EXERCISE INSTRUCTIONS ->
Scan the data, and whenever a line contains "UndirectedDfsVisitor", copy it.
================================
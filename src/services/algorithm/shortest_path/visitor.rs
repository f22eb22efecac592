//! 最短路径访问者

use crate::core::ComputationObserver;

/// 最短路径算法的事件
///
/// 不是每个算法都会触发全部事件：`edge_minimized` / `edge_not_minimized`
/// 只来自 Bellman-Ford 的负权环检查，`target_reached` 只来自设置了目标的 A*。
pub trait ShortestPathVisitor<V, E>: ComputationObserver {
    fn initialize_vertex(&mut self, _vertex: &V) {}
    fn start_vertex(&mut self, _vertex: &V) {}
    fn discover_vertex(&mut self, _vertex: &V) {}
    fn examine_vertex(&mut self, _vertex: &V) {}
    fn examine_edge(&mut self, _edge: &E) {}
    /// 边被松弛，目标距离变短
    fn tree_edge(&mut self, _edge: &E) {}
    fn edge_not_relaxed(&mut self, _edge: &E) {}
    fn finish_vertex(&mut self, _vertex: &V) {}
    fn target_reached(&mut self, _vertex: &V) {}
    fn edge_minimized(&mut self, _edge: &E) {}
    fn edge_not_minimized(&mut self, _edge: &E) {}
}

impl<V, E> ShortestPathVisitor<V, E> for () {}
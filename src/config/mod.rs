use serde::{Deserialize, Serialize};
use std::fs;
use std::path::Path;

/// 日志配置
#[derive(Debug, Deserialize, Serialize, Clone, PartialEq)]
#[serde(default)]
pub struct LogConfig {
    pub level: String,
    /// 算法模块单独使用的级别，`None` 时与 `level` 相同
    pub algorithm_level: Option<String>,
    pub dir: String,
    pub file: String,
    pub max_file_size: u64,
    pub max_files: usize,
}

impl Default for LogConfig {
    fn default() -> Self {
        Self {
            level: "info".to_string(),
            algorithm_level: None,
            dir: "logs".to_string(),
            file: "graphalgo".to_string(),
            max_file_size: 100 * 1024 * 1024, // 100MB
            max_files: 5,
        }
    }
}

/// 算法默认参数
///
/// 遍历算法与欧拉路径算法通过 `with_config` 读取。
#[derive(Debug, Deserialize, Serialize, Clone, PartialEq, Default)]
#[serde(default)]
pub struct AlgorithmConfig {
    /// 深度优先搜索的最大深度，`None` 表示不限制
    pub max_depth: Option<usize>,
    /// 未设置根顶点时是否遍历所有连通分量
    pub process_all_components: bool,
    /// 欧拉路径运行前是否自动为奇度顶点添加临时边
    pub add_temporary_edges: bool,
}

#[derive(Debug, Deserialize, Serialize, Clone, PartialEq, Default)]
#[serde(default)]
pub struct Config {
    pub log: LogConfig,
    pub algorithm: AlgorithmConfig,
}

impl Config {
    pub fn load<P: AsRef<Path>>(path: P) -> Result<Self, Box<dyn std::error::Error>> {
        let content = fs::read_to_string(path)?;
        let config: Config = toml::from_str(&content)?;
        Ok(config)
    }

    pub fn save<P: AsRef<Path>>(&self, path: P) -> Result<(), Box<dyn std::error::Error>> {
        let content = toml::to_string_pretty(self)?;
        fs::write(path, content)?;
        Ok(())
    }

    /// 按 `[log]` 配置初始化日志系统
    pub fn init_logging(&self) -> Result<(), Box<dyn std::error::Error>> {
        crate::utils::logging::init(&self.log)
    }
}
//! 自定义断言辅助模块
//!
//! 提供测试中的常用断言函数

use std::collections::HashMap;
use std::fmt::Debug;
use std::hash::Hash;

/// 断言结果成功，返回内部值
pub fn assert_ok<T, E: Debug>(result: Result<T, E>) -> T {
    result.expect("操作应该成功")
}

/// 断言结果失败并匹配错误消息
pub fn assert_err_with<T: Debug, E: std::fmt::Display>(result: Result<T, E>, expected_msg: &str) {
    let err = result.expect_err("操作应该失败");
    let err_str = err.to_string();
    assert!(
        err_str.contains(expected_msg),
        "错误消息应包含 '{}', 实际是 '{}'",
        expected_msg,
        err_str
    );
}

/// 断言两个距离表一致；无穷大只与无穷大相等
pub fn assert_same_distances<V: Eq + Hash + Debug>(
    left: &HashMap<V, f64>,
    right: &HashMap<V, f64>,
    what: &str,
) {
    assert_eq!(left.len(), right.len(), "{}顶点数不匹配", what);
    for (vertex, expected) in left {
        let actual = right
            .get(vertex)
            .unwrap_or_else(|| panic!("{}缺少顶点 {:?}", what, vertex));
        let same = (expected.is_infinite() && actual.is_infinite() && expected == actual)
            || (expected - actual).abs() < 1e-9;
        assert!(
            same,
            "{}在顶点 {:?} 不一致: 期望 {}, 实际 {}",
            what, vertex, expected, actual
        );
    }
}
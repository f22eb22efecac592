//! 遍历访问者
//!
//! 每个遍历引擎的通知都定义为一个 trait，所有方法默认为空实现，
//! 调用方只需覆盖关心的事件。`()` 实现了全部访问者，表示不观察。

use crate::core::ComputationObserver;

/// 广度优先搜索访问者
pub trait BfsVisitor<V, E>: ComputationObserver {
    fn initialize_vertex(&mut self, _vertex: &V) {}
    fn start_vertex(&mut self, _vertex: &V) {}
    fn discover_vertex(&mut self, _vertex: &V) {}
    fn examine_vertex(&mut self, _vertex: &V) {}
    fn examine_edge(&mut self, _edge: &E) {}
    fn tree_edge(&mut self, _edge: &E) {}
    fn non_tree_edge(&mut self, _edge: &E) {}
    fn gray_target(&mut self, _edge: &E) {}
    fn black_target(&mut self, _edge: &E) {}
    fn finish_vertex(&mut self, _vertex: &V) {}
}

/// 深度优先搜索访问者
pub trait DfsVisitor<V, E>: ComputationObserver {
    fn initialize_vertex(&mut self, _vertex: &V) {}
    fn start_vertex(&mut self, _vertex: &V) {}
    fn discover_vertex(&mut self, _vertex: &V) {}
    fn examine_edge(&mut self, _edge: &E) {}
    fn tree_edge(&mut self, _edge: &E) {}
    fn back_edge(&mut self, _edge: &E) {}
    fn forward_or_cross_edge(&mut self, _edge: &E) {}
    fn finish_vertex(&mut self, _vertex: &V) {}
}

/// 无向广度优先搜索访问者
///
/// `reversed` 为真表示边是逆着存储方向走的（从终点走向起点）。
pub trait UndirectedBfsVisitor<V, E>: ComputationObserver {
    fn initialize_vertex(&mut self, _vertex: &V) {}
    fn start_vertex(&mut self, _vertex: &V) {}
    fn discover_vertex(&mut self, _vertex: &V) {}
    fn examine_vertex(&mut self, _vertex: &V) {}
    fn examine_edge(&mut self, _edge: &E, _reversed: bool) {}
    fn tree_edge(&mut self, _edge: &E, _reversed: bool) {}
    fn non_tree_edge(&mut self, _edge: &E, _reversed: bool) {}
    fn gray_target(&mut self, _edge: &E, _reversed: bool) {}
    fn black_target(&mut self, _edge: &E, _reversed: bool) {}
    fn finish_vertex(&mut self, _vertex: &V) {}
}

/// 无向（以及双向）深度优先搜索访问者
pub trait UndirectedDfsVisitor<V, E>: ComputationObserver {
    fn initialize_vertex(&mut self, _vertex: &V) {}
    fn start_vertex(&mut self, _vertex: &V) {}
    fn discover_vertex(&mut self, _vertex: &V) {}
    fn examine_edge(&mut self, _edge: &E, _reversed: bool) {}
    fn tree_edge(&mut self, _edge: &E, _reversed: bool) {}
    fn back_edge(&mut self, _edge: &E, _reversed: bool) {}
    fn forward_or_cross_edge(&mut self, _edge: &E, _reversed: bool) {}
    fn finish_vertex(&mut self, _vertex: &V) {}
}

impl<V, E> BfsVisitor<V, E> for () {}
impl<V, E> DfsVisitor<V, E> for () {}
impl<V, E> UndirectedBfsVisitor<V, E> for () {}
impl<V, E> UndirectedDfsVisitor<V, E> for () {}
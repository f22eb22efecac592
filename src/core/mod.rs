// 核心模块：错误类型、计算生命周期、带根算法基础

pub mod computation;
pub mod error;
pub mod rooted;

// 错误和结果类型
pub use error::{AlgorithmError, AlgorithmResult};

// 生命周期状态机
pub use computation::{
    AbortHandle, Algorithm, AtomicCancelManager, CancelManager, Computation, ComputationHost,
    ComputationObserver, ComputationState, ServiceRegistry,
};

// 根顶点 / 目标顶点
pub use rooted::{RootedAlgorithm, RootedSearchAlgorithm, VertexSlot};
//! 服务层模块
//!
//! 包含图算法实现

pub mod algorithm;

// 重新导出常用服务
pub use algorithm::*;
================================
TASK OUTPUT ->
pub trait UndirectedDfsVisitor<V, E>: ComputationObserver {
impl<V, E> UndirectedDfsVisitor<V, E> for () {}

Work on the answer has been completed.